Je descendis à la cuisine pour implorer quelque nourriture, et, grâce à mon éloquence, j'obtins des côtelettes, un poulet frit à l'huile, la moitié d'une pastèque, et pour dessert des figues de Barbarie, dont l'hôtesse enlevait l'enveloppe épineuse avec une grande dextérité. La pastèque nous fit grand bien; cette pulpe rose dans cette écorce verte a quelque chose de frais et de désaltérant qui fait plaisir à voir. À peine y a-t-on mordu qu'on est inondé jusqu'au coude d'une eau légèrement sucrée d'un goût très-agréable, et qui n'a aucun rapport avec le jus de nos cantaloups. Nous avions besoin de ces tranches rafraîchissantes pour modérer l'ardeur des piments et des épices dont sont relevés tous les mets espagnols. Incendiés au dedans, rôtis au dehors, telle était notre situation: il faisait une chaleur atroce. Étendus sur le carreau de briques de notre chambre, nous y dessinions notre empreinte en plaques de sueur; le seul moyen de se procurer relativement un peu de fraîcheur, c'est de boucher toutes les portes, toutes les fenêtres, et de se tenir dans l'obscurité la plus complète.

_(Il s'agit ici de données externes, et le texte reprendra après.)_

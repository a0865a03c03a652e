//! Threshold crossing checks.
//!
//! Alerts are edge-triggered: they fire on the observation that crosses
//! *into* the undesirable region, never while a node stays there and never
//! on the way out. Evaluation is pure; callers append the resulting events
//! to the notification log themselves.

use crate::model::{Node, NodeId, ThresholdConfig};

/// What a node looked like at the previous observation.
#[derive(Debug, Clone, PartialEq)]
pub struct Observation {
    pub name: String,
    pub water_level: f64,
    pub water_flow: f64,
}

impl Observation {
    pub fn of(node: &Node) -> Self {
        Self {
            name: node.name.clone(),
            water_level: node.water_level,
            water_flow: node.water_flow,
        }
    }
}

/// An alert raised by a single evaluation.
#[derive(Debug, Clone, PartialEq)]
pub enum AlertEvent {
    /// Water level rose above the critical threshold.
    LevelCritical { node_id: NodeId, name: String, level: f64 },
    /// Flow rate dropped below the low-flow threshold.
    FlowLow { node_id: NodeId, name: String, flow: f64 },
    /// Operator changed the node's name.
    Renamed { node_id: NodeId, from: String, to: String },
}

impl AlertEvent {
    pub fn node_id(&self) -> NodeId {
        match self {
            AlertEvent::LevelCritical { node_id, .. }
            | AlertEvent::FlowLow { node_id, .. }
            | AlertEvent::Renamed { node_id, .. } => *node_id,
        }
    }

    /// Operator-facing notification text.
    pub fn message(&self) -> String {
        match self {
            AlertEvent::LevelCritical { name, level, .. } => {
                format!("{} reached critical level ({:.1}m)", name, level)
            }
            AlertEvent::FlowLow { name, flow, .. } => {
                format!("{} flow rate dropped below threshold ({:.1}m/s)", name, flow)
            }
            AlertEvent::Renamed { from, to, .. } => {
                format!("Node renamed from \"{}\" to \"{}\"", from, to)
            }
        }
    }
}

/// `old <= threshold < new`
pub fn crossed_above(old: f64, new: f64, threshold: f64) -> bool {
    old <= threshold && threshold < new
}

/// `old >= threshold > new`
pub fn crossed_below(old: f64, new: f64, threshold: f64) -> bool {
    old >= threshold && threshold > new
}

/// Compares `node` against its previous observation and returns the alerts
/// that fire, in level, flow, rename order.
pub fn evaluate(node: &Node, previous: &Observation, config: &ThresholdConfig) -> Vec<AlertEvent> {
    let mut events = Vec::new();

    if config.level_warnings_enabled
        && crossed_above(previous.water_level, node.water_level, config.level_threshold)
    {
        events.push(AlertEvent::LevelCritical {
            node_id: node.id,
            name: node.name.clone(),
            level: node.water_level,
        });
    }

    if config.flow_warnings_enabled
        && crossed_below(previous.water_flow, node.water_flow, config.flow_threshold)
    {
        events.push(AlertEvent::FlowLow {
            node_id: node.id,
            name: node.name.clone(),
            flow: node.water_flow,
        });
    }

    if previous.name != node.name {
        events.push(AlertEvent::Renamed {
            node_id: node.id,
            from: previous.name.clone(),
            to: node.name.clone(),
        });
    }

    events
}
impl Dashboard {
    /// A fresh session seeded with the default node registry.
    pub fn new(config: &AppConfig, clock: Box<dyn Clock>) -> Self {
        Self::with_nodes(config, clock, stations::seed_nodes())
    }

    pub fn with_nodes(config: &AppConfig, clock: Box<dyn Clock>, nodes: Vec<Node>) -> Self {
        let sim = &config.simulation;
        Self {
            clock,
            store: NodeStore::from_nodes(nodes),
            thresholds: config.alerts.thresholds(),
            notifications: NotificationLog::new(),
            drift: DriftSimulator::new(sim.drift_period_ms, sim.level_drift, sim.flow_drift, sim.seed),
            hazard: HazardEngine::new(sim.hazard_period_ms),
            gate: AccessGate::new(config.auth.username.clone(), config.auth.password.clone()),
            listeners: Vec::new(),
            revision: 0,
        }
    }

    /// Rebuilds a session from a persisted snapshot. An active hazard is
    /// re-armed from the current instant; the drift simulator starts idle.
    pub fn restore(config: &AppConfig, clock: Box<dyn Clock>, snapshot: DashboardSnapshot) -> Self {
        let active_hazard = snapshot.active_hazard().cloned();
        let thresholds = snapshot.thresholds();
        let mut dashboard = Self::with_nodes(config, clock, snapshot.nodes);
        dashboard.thresholds = thresholds;
        dashboard.notifications = NotificationLog::from_entries(snapshot.notifications);
        if let Some(state) = active_hazard {
            let now = dashboard.clock.now();
            dashboard.hazard.restore(state, now);
        }
        logging::info(
            Component::Persist,
            None,
            &format!(
                "restored {} nodes, {} notifications",
                dashboard.store.len(),
                dashboard.notifications.len()
            ),
        );
        dashboard
    }

    pub fn snapshot(&self) -> DashboardSnapshot {
        let hazard = self.hazard.state().cloned();
        DashboardSnapshot {
            global_threshold: self.thresholds.level_threshold,
            flow_threshold: self.thresholds.flow_threshold,
            level_warnings_enabled: self.thresholds.level_warnings_enabled,
            flow_warnings_enabled: self.thresholds.flow_warnings_enabled,
            nodes: self.store.list().to_vec(),
            notifications: self.notifications.to_vec(),
            hazard_active: hazard.is_some(),
            hazard,
        }
    }

    pub fn add_listener(&mut self, listener: Box<dyn StateListener>) {
        self.listeners.push(listener);
    }

    // -----------------------------------------------------------------------
    // Read side
    // -----------------------------------------------------------------------

    pub fn now(&self) -> DateTime<Utc> {
        self.clock.now()
    }

    pub fn nodes(&self) -> &[Node] {
        self.store.list()
    }

    pub fn node(&self, id: NodeId) -> Option<&Node> {
        self.store.get(id)
    }

    /// Nodes the map should draw as critical.
    pub fn critical_nodes(&self) -> Vec<&Node> {
        self.store
            .list()
            .iter()
            .filter(|n| n.is_critical(self.thresholds.level_threshold))
            .collect()
    }

    pub fn thresholds(&self) -> &ThresholdConfig {
        &self.thresholds
    }

    pub fn notifications(&self) -> &NotificationLog {
        &self.notifications
    }

    pub fn is_hazard_active(&self) -> bool {
        self.hazard.is_active()
    }

    pub fn hazard_state(&self) -> Option<&HazardSimulationState> {
        self.hazard.state()
    }

    pub fn hazard_status(&self) -> HazardStatus {
        status::report(self.hazard.state(), self.clock.now())
    }

    pub fn is_drift_running(&self) -> bool {
        self.drift.is_running()
    }

    pub fn access(&self) -> Access {
        self.gate.access()
    }

    /// Number of "state changed" signals emitted so far.
    pub fn revision(&self) -> u64 {
        self.revision
    }

    // -----------------------------------------------------------------------
    // Login gate
    // -----------------------------------------------------------------------

    pub fn login(&mut self, username: &str, password: &str) -> Result<(), DashboardError> {
        self.gate.login(username, password)
    }

    pub fn continue_as_guest(&mut self) {
        self.gate.continue_as_guest();
    }

    pub fn logout(&mut self) {
        self.gate.logout();
    }

    // -----------------------------------------------------------------------
    // Node edits
    // -----------------------------------------------------------------------

    pub fn add_node(
        &mut self,
        name: &str,
        position: Position,
        water_level: f64,
        water_flow: f64,
    ) -> Result<Node, DashboardError> {
        self.authorize(Component::Store, "add nodes")?;
        let reading = Reading::new(water_level, water_flow)
            .and_then(|r| finite_reading("lat", position.lat).map(|_| r))
            .and_then(|r| finite_reading("lng", position.lng).map(|_| r));
        let reading = self.check(Component::Store, "add node", reading)?;

        let node = self.store.add(name, position, reading);
        logging::info(
            Component::Store,
            Some(&format!("node {}", node.id)),
            &format!("added \"{}\"", node.name),
        );
        self.notify(format!("New node \"{}\" added successfully", node.name));
        self.signal();
        Ok(node)
    }

    /// Operator edit. Crossings are reported exactly as a tick would report
    /// them, followed by an "updated successfully" entry.
    pub fn update_node(&mut self, id: NodeId, update: NodeUpdate) -> Result<Node, DashboardError> {
        self.authorize(Component::Store, "edit node data")?;
        let validated = self.validate_update(id, &update);
        self.check(Component::Store, "update node", validated)?;

        let Some(previous) = self.store.get(id).map(Observation::of) else {
            return self.refuse(Component::Store, "update node", DashboardError::NodeNotFound(id));
        };
        self.store.update(id, update);
        let Some(node) = self.store.get(id).cloned() else {
            return self.refuse(Component::Store, "update node", DashboardError::NodeNotFound(id));
        };

        let events = thresholds::evaluate(&node, &previous, &self.thresholds);
        let now = self.clock.now();
        self.record_alerts(&events, now);
        self.notify(format!("{} data updated successfully", node.name));
        self.signal();
        Ok(node)
    }

    pub fn remove_node(&mut self, id: NodeId) -> Result<Node, DashboardError> {
        self.authorize(Component::Store, "remove nodes")?;
        let Some(node) = self.store.remove(id) else {
            return self.refuse(Component::Store, "remove node", DashboardError::NodeNotFound(id));
        };
        logging::info(
            Component::Store,
            Some(&format!("node {}", id)),
            &format!("removed \"{}\"", node.name),
        );
        self.notify(format!("Node \"{}\" has been removed", node.name));
        self.signal();
        Ok(node)
    }

    fn validate_update(&self, id: NodeId, update: &NodeUpdate) -> Result<(), DashboardError> {
        if !self.store.contains(id) {
            return Err(DashboardError::NodeNotFound(id));
        }
        if let Some(level) = update.water_level {
            finite_reading("waterLevel", level)?;
        }
        if let Some(flow) = update.water_flow {
            finite_reading("waterFlow", flow)?;
        }
        Ok(())
    }

    // -----------------------------------------------------------------------
    // Threshold configuration
    // -----------------------------------------------------------------------

    /// Changes either or both thresholds. Existing nodes are not re-evaluated.
    pub fn set_thresholds(&mut self, level: Option<f64>, flow: Option<f64>) -> Result<(), DashboardError> {
        let validated = level
            .map(|v| finite_threshold("level", v))
            .transpose()
            .and_then(|_| flow.map(|v| finite_threshold("flow", v)).transpose());
        self.check(Component::Alert, "set thresholds", validated)?;

        if level.is_none() && flow.is_none() {
            return Ok(());
        }
        if let Some(level) = level {
            self.thresholds.level_threshold = level;
            self.notify(format!("Global threshold updated to {:.1}m", level));
        }
        if let Some(flow) = flow {
            self.thresholds.flow_threshold = flow;
            self.notify(format!("Flow threshold updated to {:.1}m/s", flow));
        }
        self.signal();
        Ok(())
    }

    pub fn toggle_warnings(&mut self, level: Option<bool>, flow: Option<bool>) {
        if level.is_none() && flow.is_none() {
            return;
        }
        if let Some(enabled) = level {
            self.thresholds.level_warnings_enabled = enabled;
            self.notify(format!("Water level warnings {}", enabled_word(enabled)));
        }
        if let Some(enabled) = flow {
            self.thresholds.flow_warnings_enabled = enabled;
            self.notify(format!("Water flow warnings {}", enabled_word(enabled)));
        }
        self.signal();
    }

    // -----------------------------------------------------------------------
    // Notification log
    // -----------------------------------------------------------------------

    pub fn remove_notification(&mut self, id: u64) -> bool {
        let removed = self.notifications.remove(id);
        if removed {
            self.signal();
        }
        removed
    }

    pub fn clear_notifications(&mut self) {
        if self.notifications.is_empty() {
            return;
        }
        self.notifications.clear();
        self.signal();
    }

    // -----------------------------------------------------------------------
    // Simulators
    // -----------------------------------------------------------------------

    /// Idle -> Running (or reschedule if already running).
    pub fn start_drift(&mut self) {
        let now = self.clock.now();
        self.drift.start(now);
    }

    pub fn stop_drift(&mut self) {
        self.drift.stop();
    }

    pub fn start_hazard(
        &mut self,
        scenario: Scenario,
        duration_secs: f64,
        intensity: Intensity,
    ) -> Result<HazardSimulationState, DashboardError> {
        self.authorize(Component::Hazard, "run simulations")?;
        let duration_ms = hazard::duration_ms_from_secs(duration_secs);
        let duration_ms = self.check(Component::Hazard, "start hazard", duration_ms)?;

        let now = self.clock.now();
        let started = self
            .hazard
            .start(scenario, duration_ms, intensity, &self.store, now)
            .map(HazardSimulationState::clone);
        let state = self.check(Component::Hazard, "start hazard", started)?;

        self.notify(format!(
            "Hazard simulation started: {} ({} intensity, {}s)",
            scenario.label(),
            intensity.label(),
            duration_secs
        ));
        self.signal();
        Ok(state)
    }

    /// Cancels the running scenario. Nodes keep their current readings.
    pub fn stop_hazard(&mut self) -> Result<(), DashboardError> {
        self.authorize(Component::Hazard, "run simulations")?;
        let stopped = self.hazard.stop();
        self.check(Component::Hazard, "stop hazard", stopped)?;
        self.notify("Hazard simulation stopped manually");
        self.signal();
        Ok(())
    }

    /// Runs every tick that has come due by the clock's current instant,
    /// earliest first (drift before hazard on a tie). Each tick observes its
    /// own scheduled instant. Returns the number of ticks run.
    pub fn pump(&mut self) -> usize {
        let now = self.clock.now();
        let mut ran = 0;
        loop {
            let drift_due = self.drift.next_due().filter(|due| *due <= now);
            let hazard_due = self.hazard.next_due().filter(|due| *due <= now);
            let hazard_first = match (drift_due, hazard_due) {
                (None, None) => break,
                (Some(drift), Some(hazard)) => hazard < drift,
                (None, Some(_)) => true,
                (Some(_), None) => false,
            };

            if hazard_first {
                if let Some(at) = self.hazard.take_due(now) {
                    self.run_hazard_tick(at);
                }
            } else if let Some(at) = self.drift.take_due(now) {
                self.run_drift_tick(at);
            }
            ran += 1;
        }
        ran
    }

    /// Runs one drift tick immediately, outside the schedule.
    pub fn tick_drift(&mut self) {
        let now = self.clock.now();
        self.run_drift_tick(now);
    }

    fn run_drift_tick(&mut self, at: DateTime<Utc>) {
        let outcome = self
            .drift
            .tick(&mut self.store, &self.thresholds, self.hazard.is_active());
        if let DriftOutcome::Applied { nodes, alerts } = outcome {
            self.record_alerts(&alerts, at);
            logging::log_tick_summary(Component::Drift, nodes, alerts.len());
            self.signal();
        }
    }

    fn run_hazard_tick(&mut self, at: DateTime<Utc>) {
        match self.hazard.tick(&mut self.store, &self.thresholds, at) {
            HazardTick::Idle => {}
            HazardTick::Progressed { alerts, .. } => {
                self.record_alerts(&alerts, at);
                logging::log_tick_summary(Component::Hazard, self.store.len(), alerts.len());
                self.signal();
            }
            HazardTick::Completed { scenario } => {
                self.notifications
                    .append_at(format!("Hazard simulation completed: {}", scenario.label()), at);
                self.signal();
            }
        }
    }

    // -----------------------------------------------------------------------
    // Plumbing
    // -----------------------------------------------------------------------

    fn record_alerts(&mut self, events: &[AlertEvent], at: DateTime<Utc>) {
        for event in events {
            self.notifications.append_at(event.message(), at);
        }
    }

    fn notify(&mut self, message: impl Into<String>) -> NotificationEntry {
        let now = self.clock.now();
        self.notifications.append_at(message, now)
    }

    fn signal(&mut self) {
        self.revision += 1;
        if self.listeners.is_empty() {
            return;
        }
        let snapshot = self.snapshot();
        let mut listeners = std::mem::take(&mut self.listeners);
        for listener in listeners.iter_mut() {
            listener.state_changed(&snapshot);
        }
        self.listeners = listeners;
    }

    fn authorize(&self, component: Component, action: &str) -> Result<(), DashboardError> {
        let allowed = self.gate.require(action);
        self.check(component, action, allowed)
    }

    fn check<T>(
        &self,
        component: Component,
        operation: &str,
        result: Result<T, DashboardError>,
    ) -> Result<T, DashboardError> {
        result.or_else(|err| self.refuse(component, operation, err))
    }

    fn refuse<T>(&self, component: Component, operation: &str, err: DashboardError) -> Result<T, DashboardError> {
        logging::log_refusal(component, None, operation, &err);
        Err(err)
    }
}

Cependant, malgré cette température torride, je jetai bravement ma veste sur le coin de mon épaule, et j'allai faire un tour dans les rues d'Alhama. Le ciel était blanc comme du métal en fusion; les cailloux du pavé luisaient comme s'ils eussent été cirés et frottés; les murailles blanchies à la chaux, avaient des scintillements micacés; une lumière impitoyable, aveuglante, pénétrait jusque dans les moindres recoins. Les volets et les portes craquaient de sécheresse; la terre haletante se fendillait, les branches de vigne se tordaient comme du bois vert dans la flamme. Ajoutez à cela la réverbération des roches voisines, espèce de miroirs ardents qui renvoyaient les rayons du soleil plus brûlants encore. Pour comble de torture, j'avais des souliers à semelles minces à travers lesquelles le pavé me grillait la plante des pieds. Pas un souffle d'air, pas une haleine de vent à faire remuer un duvet. On ne saurait rien imaginer de plus morne, de plus triste et de plus sauvage.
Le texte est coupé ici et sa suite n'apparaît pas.